(WHAT NEEDS TO BE DONE): Say how many lines in the records hold "contents". Nothing but the number should be given.

(STUDY MATERIAL):
//! Source grammar: label splitting, directive recognition and the ordered
//! mnemonic pattern table.

use gcpu_core::instr::GMnem;
use gcpu_core::utils::is_symbol_name;

/// Operand shape a pattern accepts.
#[derive(Debug, Clone, Copy, PartialEq, Eq)]
pub enum Shape {
    /// No operand.
    Bare,
    /// `#value`
    Immediate,
    /// `value`
    Plain,
    /// `value,x`
    IndexX,
    /// `value,y`
    IndexY,
}

#[derive(Debug, Clone, Copy)]
pub struct Pattern {
    pub mnemonic: &'static str,
    pub shape: Shape,
    pub mnem: GMnem,
}

const fn pat(mnemonic: &'static str, shape: Shape, mnem: GMnem) -> Pattern {
    Pattern {
        mnemonic,
        shape,
        mnem,
    }
}

/// Patterns in match priority order. The first entry that accepts a line wins.
pub static PATTERNS: [Pattern; 42] = [
    pat("tab", Shape::Bare, GMnem::TAB),
    pat("tba", Shape::Bare, GMnem::TBA),
    pat("ldaa", Shape::Immediate, GMnem::LDAAI),
    pat("ldab", Shape::Immediate, GMnem::LDABI),
    pat("ldaa", Shape::Plain, GMnem::LDAA),
    pat("ldab", Shape::Plain, GMnem::LDAB),
    pat("staa", Shape::Plain, GMnem::STAA),
    pat("stab", Shape::Plain, GMnem::STAB),
    pat("ldx", Shape::Immediate, GMnem::LDXI),
    pat("ldy", Shape::Immediate, GMnem::LDYI),
    pat("ldx", Shape::Plain, GMnem::LDX),
    pat("ldy", Shape::Plain, GMnem::LDY),
    pat("ldaa", Shape::IndexX, GMnem::LDAAX),
    pat("ldaa", Shape::IndexY, GMnem::LDAAY),
    pat("ldab", Shape::IndexX, GMnem::LDABX),
    pat("ldab", Shape::IndexY, GMnem::LDABY),
    pat("staa", Shape::IndexX, GMnem::STAAX),
    pat("staa", Shape::IndexY, GMnem::STAAY),
    pat("stab", Shape::IndexX, GMnem::STABX),
    pat("stab", Shape::IndexY, GMnem::STABY),
    pat("sum_ba", Shape::Bare, GMnem::SUMBA),
    pat("sum_ab", Shape::Bare, GMnem::SUMAB),
    pat("and_ba", Shape::Bare, GMnem::ANDBA),
    pat("and_ab", Shape::Bare, GMnem::ANDAB),
    pat("or_ba", Shape::Bare, GMnem::ORBA),
    pat("or_ab", Shape::Bare, GMnem::ORAB),
    pat("coma", Shape::Bare, GMnem::COMA),
    pat("comb", Shape::Bare, GMnem::COMB),
    pat("shfa_l", Shape::Bare, GMnem::SHFAL),
    pat("shfa_r", Shape::Bare, GMnem::SHFAR),
    pat("shfb_l", Shape::Bare, GMnem::SHFBL),
    pat("shfb_r", Shape::Bare, GMnem::SHFBR),
    pat("inx", Shape::Bare, GMnem::INX),
    pat("iny", Shape::Bare, GMnem::INY),
    pat("beq", Shape::Plain, GMnem::BEQ),
    pat("bne", Shape::Plain, GMnem::BNE),
    pat("bn", Shape::Plain, GMnem::BN),
    pat("bp", Shape::Plain, GMnem::BP),
    pat("beq16", Shape::Plain, GMnem::BEQ16),
    pat("bne16", Shape::Plain, GMnem::BNE16),
    pat("bn16", Shape::Plain, GMnem::BN16),
    pat("bp16", Shape::Plain, GMnem::BP16),
];

#[derive(Debug, Clone, PartialEq, Eq)]
pub enum Directive {
    Org(String),
    Equ(String),
    Db(String),
    Dcb(Vec<String>),
    Dsb(String),
}

#[derive(Debug, Clone, PartialEq, Eq)]
pub enum Statement {
    Directive(Directive),
    Instruction { mnem: GMnem, operand: Option<String> },
}

///
/// Operand tokens are `[$%]?[a-z0-9_]+`: a literal or a symbol name.
///
pub fn is_operand_token(tok: &str) -> bool {
    let body = tok
        .strip_prefix('$')
        .or_else(|| tok.strip_prefix('%'))
        .unwrap_or(tok);
    is_symbol_name(body)
}

///
/// Splits an optional leading `label:` off a line.
///
pub fn split_label(text: &str) -> (Option<&str>, &str) {
    if let Some(pos) = text.find(':') {
        let label = &text[..pos];
        if is_symbol_name(label) {
            return (Some(label), text[pos + 1..].trim());
        }
    }
    (None, text.trim())
}

fn split_mnemonic(text: &str) -> (&str, &str) {
    match text.find(char::is_whitespace) {
        Some(pos) => (&text[..pos], text[pos..].trim()),
        None => (text, ""),
    }
}

fn parse_directive(name: &str, rest: &str) -> Option<Directive> {
    let values: Vec<String> = rest.split(',').map(|v| v.trim().to_string()).collect();
    if rest.is_empty() || !values.iter().all(|v| is_operand_token(v)) {
        return None;
    }

    let single = if values.len() == 1 {
        Some(values[0].clone())
    } else {
        None
    };

    match name {
        "org" => single.map(Directive::Org),
        "equ" => single.map(Directive::Equ),
        "db" => single.map(Directive::Db),
        "ds.b" => single.map(Directive::Dsb),
        "dc.b" => Some(Directive::Dcb(values)),
        _ => None,
    }
}

fn operand_shape(operand: &str) -> Option<(Shape, &str)> {
    if operand.is_empty() {
        return Some((Shape::Bare, ""));
    }

    let (shape, tok) = if let Some(rest) = operand.strip_prefix('#') {
        (Shape::Immediate, rest)
    } else if let Some(rest) = operand.strip_suffix(",x") {
        (Shape::IndexX, rest)
    } else if let Some(rest) = operand.strip_suffix(",y") {
        (Shape::IndexY, rest)
    } else {
        (Shape::Plain, operand)
    };

    if is_operand_token(tok) {
        Some((shape, tok))
    } else {
        None
    }
}

pub fn is_directive(name: &str) -> bool {
    matches!(name, "org" | "equ" | "db" | "dc.b" | "ds.b")
}

///
/// ## `parse_statement` Function
///
/// Recognises the statement part of a line (label already removed). Returns
/// `None` when the text is neither a directive nor an instruction accepted by
/// any pattern.
///
pub fn parse_statement(text: &str) -> Option<Statement> {
    let (name, rest) = split_mnemonic(text);

    if is_directive(name) {
        return parse_directive(name, rest).map(Statement::Directive);
    }

    let (shape, tok) = operand_shape(rest)?;
    PATTERNS
        .iter()
        .find(|p| p.mnemonic == name && p.shape == shape)
        .map(|p| Statement::Instruction {
            mnem: p.mnem,
            operand: if shape == Shape::Bare {
                None
            } else {
                Some(tok.to_string())
            },
        })
}

#[cfg(test)]
mod grammar_tests {
    use super::*;

    fn instr(text: &str) -> Option<(GMnem, Option<String>)> {
        match parse_statement(text) {
            Some(Statement::Instruction { mnem, operand }) => Some((mnem, operand)),
            _ => None,
        }
    }

    #[test]
    fn every_mnemonic_has_one_pattern_per_shape() {
        for (i, a) in PATTERNS.iter().enumerate() {
            for b in PATTERNS[i + 1..].iter() {
                assert!(
                    !(a.mnemonic == b.mnemonic && a.shape == b.shape),
                    "{} listed twice",
                    a.mnemonic
                );
                assert_ne!(a.mnem, b.mnem);
            }
        }
    }

    #[test]
    fn shapes_select_addressing_mode() {
        assert_eq!(instr("ldaa #$05"), Some((GMnem::LDAAI, Some("$05".to_string()))));
        assert_eq!(instr("ldaa $1050"), Some((GMnem::LDAA, Some("$1050".to_string()))));
        assert_eq!(instr("ldaa $02,x"), Some((GMnem::LDAAX, Some("$02".to_string()))));
        assert_eq!(instr("stab count,y"), Some((GMnem::STABY, Some("count".to_string()))));
        assert_eq!(instr("ldx #%1010"), Some((GMnem::LDXI, Some("%1010".to_string()))));
        assert_eq!(instr("sum_ba"), Some((GMnem::SUMBA, None)));
        assert_eq!(instr("bne16 loop"), Some((GMnem::BNE16, Some("loop".to_string()))));
    }

    #[test]
    fn rejects_malformed_lines() {
        assert_eq!(instr("tab $01"), None);
        assert_eq!(instr("ldaa"), None);
        assert_eq!(instr("beq #$10"), None);
        assert_eq!(instr("ldx $10,x"), None);
        assert_eq!(instr("ldaa $02, x"), None);
        assert_eq!(instr("jmp $1000"), None);
    }

    #[test]
    fn directives() {
        assert_eq!(
            parse_statement("org $1000"),
            Some(Statement::Directive(Directive::Org("$1000".to_string())))
        );
        assert_eq!(
            parse_statement("dc.b 1,$02, %11"),
            Some(Statement::Directive(Directive::Dcb(vec![
                "1".to_string(),
                "$02".to_string(),
                "%11".to_string()
            ])))
        );
        assert_eq!(parse_statement("db 1,2"), None);
        assert_eq!(parse_statement("ds.b"), None);
    }

    #[test]
    fn label_split() {
        assert_eq!(split_label("loop: inx"), (Some("loop"), "inx"));
        assert_eq!(split_label("inx"), (None, "inx"));
        assert_eq!(split_label("bad label: inx"), (None, "bad label: inx"));
    }
}
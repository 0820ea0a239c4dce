use thiserror::Error;

/// Faults raised while executing instructions or touching memory at runtime.
/// Any of these ends the current execution loop.
#[derive(Debug, Clone, Copy, PartialEq, Eq, Error)]
pub enum CpuError {
    #[error("address ${0:04X} is outside of physical memory")]
    OutOfBounds(usize),

    #[error("write to read-only address ${0:04X}")]
    ReadOnlyViolation(usize),

    #[error("unknown instruction ${opcode:02X} at PC ${pc:04X}")]
    UnknownInstruction { opcode: u8, pc: u16 },
}

/// Failures while reading memory images or debug records from disk.
#[derive(Debug, Error)]
pub enum LoadError {
    #[error("i/o error: {0}")]
    Io(#[from] std::io::Error),

    #[error("malformed file at line {line}: {text}")]
    MalformedFile { line: usize, text: String },

    #[error("malformed json: {0}")]
    Json(#[from] serde_json::Error),
}
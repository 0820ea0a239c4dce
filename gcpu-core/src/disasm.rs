use crate::error::CpuError;
use crate::instr::{GAddrMode, GInst};
use crate::mem::MemoryImage;
use crate::utils::word_from_le;

///
/// Decodes the instruction at `pc` and renders it in assembler syntax.
///
/// # Result
///
///  - `(GInst, String)` - the decoded instruction and its text, e.g.
///    `ldaa $02,x` or `ldx #$1234`.
///
pub fn disasm(mem: &MemoryImage, pc: u16) -> Result<(GInst, String), CpuError> {
    let opcode = mem.read(pc as usize)?;
    let inst = match GInst::decode(pc, opcode) {
        Some(i) => i,
        None => return Err(CpuError::UnknownInstruction { opcode, pc }),
    };

    let operand8 = || mem.read(pc.wrapping_add(1) as usize);
    let operand16 = || -> Result<u16, CpuError> {
        let low = mem.read(pc.wrapping_add(1) as usize)?;
        let high = mem.read(pc.wrapping_add(2) as usize)?;
        Ok(word_from_le(low, high))
    };

    let name = inst.mnem.name();
    let text = match inst.mnem.mode() {
        GAddrMode::Inherent => name.to_string(),
        GAddrMode::Immediate8 => format!("{} #${:02x}", name, operand8()?),
        GAddrMode::Immediate16 => format!("{} #${:04x}", name, operand16()?),
        GAddrMode::Absolute | GAddrMode::Branch16 => format!("{} ${:04x}", name, operand16()?),
        GAddrMode::IndexedX => format!("{} ${:02x},x", name, operand8()?),
        GAddrMode::IndexedY => format!("{} ${:02x},y", name, operand8()?),
        GAddrMode::Branch8 => format!("{} ${:02x}", name, operand8()?),
    };

    Ok((inst, text))
}

#[cfg(test)]
mod disasm_tests {
    use super::*;
    use crate::consts::opcodes;

    fn mem_with(program: &[u8]) -> MemoryImage {
        let mut mm = MemoryImage::new();
        for (idx, b) in program.iter().enumerate() {
            mm.program(idx, *b);
        }
        mm
    }

    #[test]
    fn renders_each_addressing_mode() {
        let mm = mem_with(&[
            opcodes::TAB,
            opcodes::LDAAI,
            0x05,
            opcodes::LDXI,
            0x34,
            0x12,
            opcodes::STAA,
            0x50,
            0x10,
            opcodes::LDABY,
            0x02,
            opcodes::BNE,
            0x00,
            opcodes::BP16,
            0x00,
            0x10,
        ]);

        let expect = [
            (0x0000, "tab"),
            (0x0001, "ldaa #$05"),
            (0x0003, "ldx #$1234"),
            (0x0006, "staa $1050"),
            (0x0009, "ldab $02,y"),
            (0x000B, "bne $00"),
            (0x000D, "bp16 $1000"),
        ];
        for (pc, text) in expect.iter() {
            let (_, res) = disasm(&mm, *pc).unwrap();
            assert_eq!(res, *text);
        }
    }

    #[test]
    fn unknown_opcode() {
        let mm = mem_with(&[0xFF]);
        assert_eq!(
            disasm(&mm, 0).unwrap_err(),
            CpuError::UnknownInstruction { opcode: 0xFF, pc: 0 }
        );
    }
}
use thiserror::Error;

/// Fatal assembly errors. Any of these aborts the run and no output is
/// written. Line numbers are 1-based positions in the original source.
#[derive(Debug, Error)]
pub enum AsmError {
    #[error("line {line}: unknown instruction `{text}`")]
    UnknownInstruction { line: usize, text: String },

    #[error("line {line}: address ${addr:04X} already defined in memory")]
    DuplicateDefinition { line: usize, addr: u32 },

    #[error("line {line}: label `{text}` is not followed by an instruction")]
    DanglingLabel { line: usize, text: String },

    #[error("line {line}: invalid operand `{text}`")]
    InvalidOperand { line: usize, text: String },

    #[error("line {line}: undefined symbol `{name}`")]
    UndefinedSymbol { line: usize, name: String },

    #[error("line {line}: address ${addr:04X} is outside of physical memory")]
    AddressOutOfRange { line: usize, addr: u32 },

    #[error("i/o error: {0}")]
    Io(#[from] std::io::Error),

    #[error("unable to encode debug info: {0}")]
    Json(#[from] serde_json::Error),
}
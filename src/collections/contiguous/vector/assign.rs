use std::iter::TrustedLen;
use std::mem;

use super::Vector;
use crate::algorithm::{copy, fill};
use crate::alloc::AllocStrategy;
use crate::error::CapacityOverflow;
use crate::util::result::ResultExtension;

impl<T, A: AllocStrategy<T>> Vector<T, A> {
    /// Replaces the contents of the Vector with `count` clones of `value`.
    ///
    /// Existing elements are assigned over and the memory is reused if it is large enough. If it
    /// isn't, the old elements are dropped and exactly `count` slots are allocated.
    ///
    /// # Panics
    /// Panics if `count` exceeds [`max_len`](Vector::max_len).
    ///
    /// # Examples
    /// ```
    /// # use sequence_lib::vector;
    /// let mut vec = vector![1, 2, 3];
    /// vec.assign_n(2, 9);
    /// assert_eq!(&*vec, &[9, 9]);
    /// assert_eq!(vec.cap(), 3);
    /// vec.assign_n(5, 0);
    /// assert_eq!(&*vec, &[0; 5]);
    /// assert_eq!(vec.cap(), 5);
    /// ```
    pub fn assign_n(&mut self, count: usize, value: T)
    where
        T: Clone,
    {
        self.make_room_for(count);

        let kept = count.min(self.len);
        self.truncate(count);
        fill(&mut self[..kept], value.clone());
        self.extend_with(count - kept, || value.clone());
    }

    /// Replaces the contents of the Vector with clones of the elements of `values`, reusing the
    /// memory if it is large enough.
    ///
    /// # Panics
    /// Panics if the length of `values` exceeds [`max_len`](Vector::max_len).
    ///
    /// # Examples
    /// ```
    /// # use sequence_lib::vector;
    /// let mut vec = vector![String::from("old")];
    /// vec.assign_from_slice(&[String::from("a"), String::from("b")]);
    /// assert_eq!(vec, vector![String::from("a"), String::from("b")]);
    /// ```
    pub fn assign_from_slice(&mut self, values: &[T])
    where
        T: Clone,
    {
        self.make_room_for(values.len());

        let kept = values.len().min(self.len);
        self.truncate(values.len());
        copy(&values[..kept], self);
        self.extend_from_slice(&values[kept..]);
    }

    /// Replaces the contents of the Vector with the elements produced by `iter`.
    ///
    /// Iterators of trusted length get the same treatment as [`assign_from_slice`]. Other
    /// iterators are assigned over the existing elements one by one, then either the leftover
    /// elements are dropped or the remaining items are pushed.
    ///
    /// [`assign_from_slice`]: Vector::assign_from_slice
    ///
    /// # Panics
    /// Panics if the iterator produces more than [`max_len`](Vector::max_len) elements.
    pub fn assign_iter<I: IntoIterator<Item = T>>(&mut self, iter: I) {
        self.spec_assign_iter(iter.into_iter())
    }

    /// Moves the contents of `other` into this Vector, dropping the old contents.
    ///
    /// If `A::PROPAGATE_ON_MOVE` is set, this Vector takes over `other` entirely, strategy and
    /// all. Otherwise it keeps its own strategy: when the strategies compare equal, the memory is
    /// taken over anyway, and when they don't, the elements are relocated one by one into memory
    /// from this Vector's strategy.
    ///
    /// # Panics
    /// Panics if the elements have to be relocated and the allocation fails.
    pub fn assign_from(&mut self, mut other: Vector<T, A>) {
        if A::PROPAGATE_ON_MOVE {
            *self = other;
        } else if self.buf.alloc == other.buf.alloc {
            self.clear();
            mem::swap(&mut self.buf.ptr, &mut other.buf.ptr);
            mem::swap(&mut self.buf.cap, &mut other.buf.cap);
            mem::swap(&mut self.len, &mut other.len);
        } else {
            self.clear();
            self.reserve_exact(other.len);
            self.extend(other);
        }
    }

    /// Creates a Vector with memory from `alloc`, relocating the elements of `other` into it.
    ///
    /// # Examples
    /// ```
    /// # use sequence_lib::{vector, alloc::Global};
    /// # use sequence_lib::collections::contiguous::Vector;
    /// let vec = Vector::from_vector_in(vector![1, 2], Global);
    /// assert_eq!(&*vec, &[1, 2]);
    /// ```
    pub fn from_vector_in<B: AllocStrategy<T>>(other: Vector<T, B>, alloc: A) -> Vector<T, A> {
        let mut vec = Vector::with_cap_in(other.len, alloc);
        vec.extend(other);
        vec
    }

    /// Takes the contents out of this Vector, leaving it empty with a clone of its strategy.
    pub fn take(&mut self) -> Vector<T, A>
    where
        A: Clone,
    {
        let empty = Vector::new_in(self.buf.alloc.clone());
        mem::replace(self, empty)
    }

    /// Drops every element and the memory if `count` elements won't fit, then allocates exactly
    /// `count` slots.
    fn make_room_for(&mut self, count: usize) {
        if count > self.cap() {
            self.clear();
            self.shrink_to_fit();
            self.reserve_exact(count);
        }
    }
}

trait SpecAssignIter<T, I> {
    fn spec_assign_iter(&mut self, iter: I);
}

impl<T, A: AllocStrategy<T>, I: Iterator<Item = T>> SpecAssignIter<T, I> for Vector<T, A> {
    default fn spec_assign_iter(&mut self, mut iter: I) {
        let mut assigned = 0;
        while assigned < self.len {
            match iter.next() {
                Some(item) => self[assigned] = item,
                None => break,
            }
            assigned += 1;
        }

        self.truncate(assigned);
        self.extend(iter);
    }
}

impl<T, A: AllocStrategy<T>, I: TrustedLen<Item = T>> SpecAssignIter<T, I> for Vector<T, A> {
    fn spec_assign_iter(&mut self, mut iter: I) {
        let count = match iter.size_hint() {
            (_, Some(upper)) => upper,
            (_, None) => Err(CapacityOverflow).throw(),
        };
        self.make_room_for(count);

        self.truncate(count);
        for slot in self.iter_mut() {
            // SAFETY: The iterator yields exactly count items and there are at most count slots.
            *slot = unsafe { iter.next().unwrap_unchecked() };
        }
        for item in iter {
            // SAFETY: make_room_for ensured a capacity of at least count.
            unsafe { self.push_unchecked(item) }
        }
    }
}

(RESPONSE TO THIS TASK): 5